An accurate estimation of viscosity values is imperative for an optimal production and transport design of hydrocarbon fluids. Based on this requirement, precise and robust empirical correlation models are highly requested. Even though there are numerous correlation models from literature, most models are inadequate to predict an accurate oil viscosity using unbiased data. This study aims to develop new and improved empirical viscosity correlations through available field measurements on the NCS. The performance of the proposed models is then studied through a comparative analysis with published correlations from literature.
New correlation models are developed for dead, gas saturated and undersaturated oils using Particle Swarm Optimization (PSO) and Radial Basis Function Network (RBFN). The first technique is a computational optimization algorithm that aims to improve a function with respect to a specified objective function, while the latter is an artificial neural network model that utilizes radial basis functions as activation functions.

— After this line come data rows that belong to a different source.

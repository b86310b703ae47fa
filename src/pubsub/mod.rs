//! The `pubsub` module is the caller-facing side of the messaging layer.
//!
//! - `identity`: the instance identity, subscription naming and the sender filter
//! - `publisher`: JSON publish tagged with the sender attribute
//! - `subscriber`: per-instance subscription creation and delivery wiring
//! - `handler`: the handler trait and the context handlers receive

pub mod handler;
pub mod identity;
pub mod publisher;
pub mod subscriber;

pub use handler::{MessageContext, MessageHandler, SharedHandler, handler_fn};
pub use identity::InstanceIdentity;
pub use publisher::Publisher;
pub use subscriber::SubscriptionManager;
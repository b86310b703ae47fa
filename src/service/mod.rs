//! Service integration: declared bindings and the startup routine that turns
//! them into running subscriptions.

pub mod bindings;
pub mod startup;

pub use bindings::{Binding, Bindings};
pub use startup::{FailedBinding, Messaging, MessagingService, StartupReport};

#[cfg(test)]
mod tests;
//! Publisher
//!
//! Serializes a message to JSON, resolves its topic through the shared cache
//! and publishes it tagged with this instance's `sender` attribute. A single
//! attempt is made; failures go back to the caller.

use serde::Serialize;
use tracing::debug;

use crate::broker::DeliveryId;
use crate::pubsub::identity::InstanceIdentity;
use crate::topic::TopicCache;
use crate::utils::error::MessagingError;

#[derive(Debug, Clone)]
pub struct Publisher {
    cache: TopicCache,
    identity: InstanceIdentity,
}

impl Publisher {
    pub fn new(cache: TopicCache, identity: InstanceIdentity) -> Self {
        Self { cache, identity }
    }

    pub fn identity(&self) -> &InstanceIdentity {
        &self.identity
    }

    pub fn cache(&self) -> &TopicCache {
        &self.cache
    }

    pub async fn publish<T>(&self, topic: &str, message: &T) -> Result<DeliveryId, MessagingError>
    where
        T: Serialize + ?Sized + Sync,
    {
        if topic.is_empty() {
            return Err(MessagingError::EmptyTopicName);
        }
        let data = serde_json::to_vec(message)?;
        let handle = self.cache.get(topic).await?;

        let delivery_id = handle
            .publish(data, self.identity.sender_attributes())
            .await
            .map_err(|source| MessagingError::Publish {
                topic: topic.to_string(),
                source,
            })?;

        debug!(topic, delivery_id = %delivery_id, "message published");
        Ok(delivery_id)
    }
}
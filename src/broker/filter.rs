//! Subscription-side attribute filters.

use std::fmt;

use crate::broker::message::{Attributes, SENDER_ATTRIBUTE};

#[derive(Debug, Clone, PartialEq, Eq)]
pub enum AttributeFilter {
    /// Passes messages whose attribute `key` is absent or differs from `value`.
    NotEquals { key: String, value: String },
}

impl AttributeFilter {
    /// Excludes messages published by `identity`.
    pub fn sender_is_not(identity: &str) -> Self {
        Self::NotEquals {
            key: SENDER_ATTRIBUTE.to_string(),
            value: identity.to_string(),
        }
    }

    /// Renders the filter in the broker's expression syntax,
    /// e.g. `attributes.sender != "node-1"`.
    pub fn expression(&self) -> String {
        match self {
            Self::NotEquals { key, value } => {
                format!("attributes.{key} != \"{}\"", value.replace('"', "\\\""))
            }
        }
    }

    pub fn matches(&self, attributes: &Attributes) -> bool {
        match self {
            Self::NotEquals { key, value } => attributes.get(key) != Some(value),
        }
    }
}

impl fmt::Display for AttributeFilter {
    fn fmt(&self, f: &mut fmt::Formatter<'_>) -> fmt::Result {
        f.write_str(&self.expression())
    }
}
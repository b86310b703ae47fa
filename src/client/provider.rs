use std::path::{Path, PathBuf};
use std::sync::Arc;

use async_trait::async_trait;
use tracing::{debug, error};

use crate::broker::{BrokerClient, MemoryBroker};
use crate::utils::error::{BrokerError, ConnectionError};

/// File name the credential blob is staged under inside `temp_folder`.
pub const CREDENTIALS_FILE_NAME: &str = "broker-credentials.json";

/// Options needed to acquire a broker client.
#[derive(Debug, Clone)]
pub struct ConnectionOptions {
    /// Opaque JSON credential blob.
    pub credentials: String,

    /// Directory the credentials are staged in before connecting.
    pub temp_folder: PathBuf,
}

/// Produces a connected broker client. Called once, at startup.
#[async_trait]
pub trait ClientProvider: Send + Sync {
    async fn acquire(
        &self,
        options: &ConnectionOptions,
    ) -> Result<Arc<dyn BrokerClient>, ConnectionError>;
}

/// Builds a client from a staged credential file.
#[async_trait]
pub trait Connector: Send + Sync {
    async fn connect(&self, key_file: &Path) -> Result<Arc<dyn BrokerClient>, BrokerError>;
}

/// The in-process broker needs no credentials; it hands out a clone of itself.
#[async_trait]
impl Connector for MemoryBroker {
    async fn connect(&self, key_file: &Path) -> Result<Arc<dyn BrokerClient>, BrokerError> {
        debug!(key_file = %key_file.display(), "connecting in-process broker");
        Ok(Arc::new(self.clone()))
    }
}

/// Validates the credential blob and writes it to
/// `<temp_folder>/broker-credentials.json`, creating the folder if needed.
pub async fn stage_credentials(options: &ConnectionOptions) -> Result<PathBuf, ConnectionError> {
    let credentials: serde_json::Value =
        serde_json::from_str(&options.credentials).map_err(ConnectionError::InvalidCredentials)?;
    if !credentials.is_object() {
        return Err(ConnectionError::CredentialsNotAnObject);
    }

    tokio::fs::create_dir_all(&options.temp_folder)
        .await
        .map_err(|source| ConnectionError::Staging {
            path: options.temp_folder.clone(),
            source,
        })?;

    let key_file = options.temp_folder.join(CREDENTIALS_FILE_NAME);
    let contents =
        serde_json::to_vec_pretty(&credentials).map_err(ConnectionError::InvalidCredentials)?;
    tokio::fs::write(&key_file, contents)
        .await
        .map_err(|source| ConnectionError::Staging {
            path: key_file.clone(),
            source,
        })?;

    Ok(key_file)
}

/// Stages credentials on disk, then connects through `C`.
#[derive(Debug, Clone)]
pub struct CredentialFileProvider<C> {
    connector: C,
}

impl<C: Connector> CredentialFileProvider<C> {
    pub fn new(connector: C) -> Self {
        Self { connector }
    }
}

#[async_trait]
impl<C: Connector> ClientProvider for CredentialFileProvider<C> {
    async fn acquire(
        &self,
        options: &ConnectionOptions,
    ) -> Result<Arc<dyn BrokerClient>, ConnectionError> {
        let result = match stage_credentials(options).await {
            Ok(key_file) => self
                .connector
                .connect(&key_file)
                .await
                .map_err(ConnectionError::Connect),
            Err(err) => Err(err),
        };
        if let Err(err) = &result {
            error!(error = %err, "get broker client failed");
        }
        result
    }
}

The optimization algorithm is used to re-calculate the coefficients of established viscosity correlation expressions while maintaining their functional form. The results show that the modified correlation models are more in agreement with the test data for all three oil types using the defined parameters from literature, compared to the established empirical correlations and the RBFN. The new correlations provide a mean absolute percentage error of 15.08% and 17.41% and 3.35%, for dead, saturated and undersaturated oil viscosity, respectively. The highly accurate result in the latter correlation is linked to the input variables, as the undersaturated viscosity is a function of saturated viscosity, which is presumed known.
The results of this study make it reasonable to conclude that the proposed correlation methods are more in-line with the measured viscosity on the NCS compared to the discussed correlation models from literature.